BEGIN

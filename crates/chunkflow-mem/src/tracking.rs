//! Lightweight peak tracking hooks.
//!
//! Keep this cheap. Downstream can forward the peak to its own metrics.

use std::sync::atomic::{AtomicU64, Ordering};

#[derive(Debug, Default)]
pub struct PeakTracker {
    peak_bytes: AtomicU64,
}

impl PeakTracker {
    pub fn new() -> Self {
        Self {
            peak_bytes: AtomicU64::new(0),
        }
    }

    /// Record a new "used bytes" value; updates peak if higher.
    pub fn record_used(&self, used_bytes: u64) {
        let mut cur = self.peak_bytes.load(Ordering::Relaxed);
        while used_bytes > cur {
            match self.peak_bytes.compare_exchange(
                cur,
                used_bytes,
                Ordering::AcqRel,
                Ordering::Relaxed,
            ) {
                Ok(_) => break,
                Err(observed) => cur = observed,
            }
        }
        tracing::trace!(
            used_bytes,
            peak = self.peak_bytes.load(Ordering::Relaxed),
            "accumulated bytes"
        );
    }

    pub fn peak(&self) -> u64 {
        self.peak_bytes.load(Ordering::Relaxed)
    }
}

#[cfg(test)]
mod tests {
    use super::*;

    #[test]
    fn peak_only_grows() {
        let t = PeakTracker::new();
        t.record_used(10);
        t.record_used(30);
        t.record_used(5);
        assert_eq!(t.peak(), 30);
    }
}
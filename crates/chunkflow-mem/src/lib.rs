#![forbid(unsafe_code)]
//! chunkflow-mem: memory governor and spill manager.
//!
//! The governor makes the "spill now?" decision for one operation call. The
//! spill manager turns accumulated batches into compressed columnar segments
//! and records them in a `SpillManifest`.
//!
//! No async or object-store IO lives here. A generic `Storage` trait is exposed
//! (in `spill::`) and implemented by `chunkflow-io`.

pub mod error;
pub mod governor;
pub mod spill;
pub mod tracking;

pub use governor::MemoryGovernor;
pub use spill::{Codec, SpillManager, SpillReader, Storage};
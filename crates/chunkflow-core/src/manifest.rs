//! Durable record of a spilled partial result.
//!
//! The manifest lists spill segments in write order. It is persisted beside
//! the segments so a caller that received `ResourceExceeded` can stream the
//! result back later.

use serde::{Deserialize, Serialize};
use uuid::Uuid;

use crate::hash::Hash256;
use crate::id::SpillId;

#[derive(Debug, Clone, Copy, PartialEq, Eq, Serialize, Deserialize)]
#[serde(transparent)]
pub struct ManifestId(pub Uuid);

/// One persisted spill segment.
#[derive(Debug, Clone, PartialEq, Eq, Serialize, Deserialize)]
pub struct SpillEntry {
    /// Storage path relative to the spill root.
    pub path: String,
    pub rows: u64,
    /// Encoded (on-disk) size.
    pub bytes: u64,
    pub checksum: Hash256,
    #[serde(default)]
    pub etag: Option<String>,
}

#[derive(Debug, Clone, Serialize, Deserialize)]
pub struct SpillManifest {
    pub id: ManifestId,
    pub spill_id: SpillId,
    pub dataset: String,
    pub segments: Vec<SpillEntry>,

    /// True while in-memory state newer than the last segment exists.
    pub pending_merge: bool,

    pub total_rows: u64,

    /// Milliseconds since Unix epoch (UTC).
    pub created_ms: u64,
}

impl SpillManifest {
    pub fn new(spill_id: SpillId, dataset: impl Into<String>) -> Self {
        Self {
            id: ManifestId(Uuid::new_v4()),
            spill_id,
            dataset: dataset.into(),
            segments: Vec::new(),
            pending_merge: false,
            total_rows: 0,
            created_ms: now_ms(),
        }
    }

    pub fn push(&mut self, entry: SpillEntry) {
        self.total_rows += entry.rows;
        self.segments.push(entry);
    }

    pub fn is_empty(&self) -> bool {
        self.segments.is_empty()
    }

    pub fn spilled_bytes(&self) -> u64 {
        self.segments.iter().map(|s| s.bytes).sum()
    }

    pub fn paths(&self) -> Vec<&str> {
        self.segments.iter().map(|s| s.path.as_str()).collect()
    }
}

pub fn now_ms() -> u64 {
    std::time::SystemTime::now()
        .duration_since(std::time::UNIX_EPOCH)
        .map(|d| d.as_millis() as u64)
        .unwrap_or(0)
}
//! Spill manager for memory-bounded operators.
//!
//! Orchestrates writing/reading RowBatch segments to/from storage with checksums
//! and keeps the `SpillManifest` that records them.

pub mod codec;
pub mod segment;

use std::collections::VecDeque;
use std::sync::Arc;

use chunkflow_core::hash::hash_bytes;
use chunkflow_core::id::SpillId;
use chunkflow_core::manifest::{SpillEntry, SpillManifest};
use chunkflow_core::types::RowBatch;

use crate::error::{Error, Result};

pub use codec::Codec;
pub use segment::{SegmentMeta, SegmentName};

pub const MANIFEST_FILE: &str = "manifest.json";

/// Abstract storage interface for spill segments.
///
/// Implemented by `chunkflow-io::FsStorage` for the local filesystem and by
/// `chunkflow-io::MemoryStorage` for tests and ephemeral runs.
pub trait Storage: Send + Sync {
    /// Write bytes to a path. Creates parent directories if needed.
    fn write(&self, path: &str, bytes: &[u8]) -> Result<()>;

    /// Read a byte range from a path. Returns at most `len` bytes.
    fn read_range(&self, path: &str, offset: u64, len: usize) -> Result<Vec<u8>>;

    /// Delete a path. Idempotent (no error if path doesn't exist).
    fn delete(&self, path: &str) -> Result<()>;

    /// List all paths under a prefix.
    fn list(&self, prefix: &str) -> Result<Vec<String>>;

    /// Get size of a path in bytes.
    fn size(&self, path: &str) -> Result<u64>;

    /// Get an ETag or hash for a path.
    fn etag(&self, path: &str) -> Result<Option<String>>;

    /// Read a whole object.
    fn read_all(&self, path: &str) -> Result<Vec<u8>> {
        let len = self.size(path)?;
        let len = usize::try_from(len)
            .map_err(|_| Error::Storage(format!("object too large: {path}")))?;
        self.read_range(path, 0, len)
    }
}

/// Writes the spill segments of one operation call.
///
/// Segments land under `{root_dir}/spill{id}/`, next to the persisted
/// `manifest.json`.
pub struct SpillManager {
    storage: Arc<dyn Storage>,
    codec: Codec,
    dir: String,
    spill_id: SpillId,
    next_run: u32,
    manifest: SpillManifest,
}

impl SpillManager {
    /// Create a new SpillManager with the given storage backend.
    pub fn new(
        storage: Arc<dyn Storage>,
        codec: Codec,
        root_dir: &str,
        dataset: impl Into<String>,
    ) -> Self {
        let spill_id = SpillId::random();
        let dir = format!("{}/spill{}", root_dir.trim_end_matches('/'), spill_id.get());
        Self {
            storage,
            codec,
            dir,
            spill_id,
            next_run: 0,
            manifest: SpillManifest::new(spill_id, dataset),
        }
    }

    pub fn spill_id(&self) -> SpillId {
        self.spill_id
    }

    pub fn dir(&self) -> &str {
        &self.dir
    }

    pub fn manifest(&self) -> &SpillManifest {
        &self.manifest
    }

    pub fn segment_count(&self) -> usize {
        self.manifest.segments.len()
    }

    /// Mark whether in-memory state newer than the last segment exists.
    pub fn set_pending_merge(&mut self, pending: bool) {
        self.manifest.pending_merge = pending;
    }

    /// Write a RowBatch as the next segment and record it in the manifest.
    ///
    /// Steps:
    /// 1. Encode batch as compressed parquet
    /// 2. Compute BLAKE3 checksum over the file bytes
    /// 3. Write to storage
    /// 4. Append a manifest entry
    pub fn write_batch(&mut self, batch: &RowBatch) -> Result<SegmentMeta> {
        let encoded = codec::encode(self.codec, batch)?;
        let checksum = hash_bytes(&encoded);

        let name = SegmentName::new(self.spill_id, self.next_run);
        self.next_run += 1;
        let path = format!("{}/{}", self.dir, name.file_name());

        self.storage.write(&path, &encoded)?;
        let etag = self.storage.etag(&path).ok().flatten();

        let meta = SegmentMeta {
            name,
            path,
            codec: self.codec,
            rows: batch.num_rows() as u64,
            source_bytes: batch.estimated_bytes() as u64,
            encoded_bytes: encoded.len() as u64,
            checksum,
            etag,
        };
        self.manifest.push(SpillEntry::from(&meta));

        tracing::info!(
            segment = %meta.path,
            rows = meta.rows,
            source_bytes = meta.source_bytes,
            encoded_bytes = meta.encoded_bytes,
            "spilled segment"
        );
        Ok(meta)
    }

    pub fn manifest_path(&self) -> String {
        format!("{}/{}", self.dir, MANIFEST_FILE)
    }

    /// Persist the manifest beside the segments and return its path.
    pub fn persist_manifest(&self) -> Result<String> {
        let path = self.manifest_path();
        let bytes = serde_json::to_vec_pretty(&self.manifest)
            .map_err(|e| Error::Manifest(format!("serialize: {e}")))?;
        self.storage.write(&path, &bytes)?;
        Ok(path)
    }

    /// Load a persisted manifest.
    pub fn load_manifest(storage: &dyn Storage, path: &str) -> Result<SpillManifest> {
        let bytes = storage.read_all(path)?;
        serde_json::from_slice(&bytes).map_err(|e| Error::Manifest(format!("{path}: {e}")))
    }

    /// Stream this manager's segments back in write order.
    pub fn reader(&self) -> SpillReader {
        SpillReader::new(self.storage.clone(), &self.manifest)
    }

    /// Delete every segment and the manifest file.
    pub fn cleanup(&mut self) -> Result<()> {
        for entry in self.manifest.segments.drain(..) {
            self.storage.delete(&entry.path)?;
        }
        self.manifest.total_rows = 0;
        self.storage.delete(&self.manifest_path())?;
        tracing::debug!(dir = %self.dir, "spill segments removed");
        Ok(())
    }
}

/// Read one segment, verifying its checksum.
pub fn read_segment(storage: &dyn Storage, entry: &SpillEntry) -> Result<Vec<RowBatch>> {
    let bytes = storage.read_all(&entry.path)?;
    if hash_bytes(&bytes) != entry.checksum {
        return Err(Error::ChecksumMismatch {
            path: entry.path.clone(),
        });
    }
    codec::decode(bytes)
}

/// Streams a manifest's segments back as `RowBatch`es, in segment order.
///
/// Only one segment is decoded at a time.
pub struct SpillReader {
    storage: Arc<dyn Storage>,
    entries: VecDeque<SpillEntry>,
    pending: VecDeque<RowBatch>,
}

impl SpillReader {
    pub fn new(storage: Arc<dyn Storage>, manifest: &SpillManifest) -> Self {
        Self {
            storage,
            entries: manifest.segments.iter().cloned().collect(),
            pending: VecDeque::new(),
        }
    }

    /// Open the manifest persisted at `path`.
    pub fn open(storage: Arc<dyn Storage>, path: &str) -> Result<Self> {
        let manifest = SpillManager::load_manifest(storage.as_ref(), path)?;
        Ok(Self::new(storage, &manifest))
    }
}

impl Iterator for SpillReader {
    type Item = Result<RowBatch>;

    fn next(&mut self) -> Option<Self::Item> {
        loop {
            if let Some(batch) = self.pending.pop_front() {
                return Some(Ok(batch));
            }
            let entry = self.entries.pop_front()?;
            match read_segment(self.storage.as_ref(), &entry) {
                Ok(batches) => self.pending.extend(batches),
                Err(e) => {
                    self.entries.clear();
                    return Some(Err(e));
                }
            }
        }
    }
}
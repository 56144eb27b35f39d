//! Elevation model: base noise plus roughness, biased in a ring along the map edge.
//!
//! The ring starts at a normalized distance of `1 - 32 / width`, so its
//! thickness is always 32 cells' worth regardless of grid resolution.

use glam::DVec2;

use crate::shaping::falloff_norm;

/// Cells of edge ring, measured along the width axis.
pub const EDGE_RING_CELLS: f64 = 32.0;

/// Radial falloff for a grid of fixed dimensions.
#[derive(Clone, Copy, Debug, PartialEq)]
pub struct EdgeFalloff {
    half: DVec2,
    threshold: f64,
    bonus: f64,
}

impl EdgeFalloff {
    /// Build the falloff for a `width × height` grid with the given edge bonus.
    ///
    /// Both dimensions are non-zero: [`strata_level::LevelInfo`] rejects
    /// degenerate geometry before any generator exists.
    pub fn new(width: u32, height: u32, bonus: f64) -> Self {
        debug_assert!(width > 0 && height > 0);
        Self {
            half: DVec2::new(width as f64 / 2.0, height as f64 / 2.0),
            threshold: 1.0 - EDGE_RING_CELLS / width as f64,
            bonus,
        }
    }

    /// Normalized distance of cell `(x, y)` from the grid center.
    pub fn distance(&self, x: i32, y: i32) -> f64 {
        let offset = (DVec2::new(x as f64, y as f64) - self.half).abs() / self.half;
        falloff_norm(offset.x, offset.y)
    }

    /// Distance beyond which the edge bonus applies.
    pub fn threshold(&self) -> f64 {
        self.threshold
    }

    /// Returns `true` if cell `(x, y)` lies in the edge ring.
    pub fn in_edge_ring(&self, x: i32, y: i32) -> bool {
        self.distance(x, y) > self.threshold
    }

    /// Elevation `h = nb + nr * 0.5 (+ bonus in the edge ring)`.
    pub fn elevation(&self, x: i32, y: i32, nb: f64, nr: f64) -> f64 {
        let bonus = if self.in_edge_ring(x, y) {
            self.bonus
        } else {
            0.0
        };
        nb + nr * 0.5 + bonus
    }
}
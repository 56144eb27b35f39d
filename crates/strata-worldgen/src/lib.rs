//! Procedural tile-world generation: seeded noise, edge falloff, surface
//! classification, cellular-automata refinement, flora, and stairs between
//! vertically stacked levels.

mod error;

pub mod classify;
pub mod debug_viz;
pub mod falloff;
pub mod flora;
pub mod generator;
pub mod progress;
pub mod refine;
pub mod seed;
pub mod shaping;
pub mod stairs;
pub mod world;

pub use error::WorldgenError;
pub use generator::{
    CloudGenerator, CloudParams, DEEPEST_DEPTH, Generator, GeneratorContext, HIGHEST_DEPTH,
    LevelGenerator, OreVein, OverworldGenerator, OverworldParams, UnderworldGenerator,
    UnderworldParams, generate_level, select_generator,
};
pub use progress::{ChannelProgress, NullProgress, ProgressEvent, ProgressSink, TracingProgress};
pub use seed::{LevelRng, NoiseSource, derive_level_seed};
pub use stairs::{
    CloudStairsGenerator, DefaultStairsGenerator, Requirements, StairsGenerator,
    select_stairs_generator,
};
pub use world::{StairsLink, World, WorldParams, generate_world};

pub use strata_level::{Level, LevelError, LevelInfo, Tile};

END

Aim of the exercise
Return every line of the entries above that the string "const" appears in.

Final answer
pub const MANIFEST_FILE: &str = "manifest.json";
pub const EDGE_RING_CELLS: f64 = 32.0;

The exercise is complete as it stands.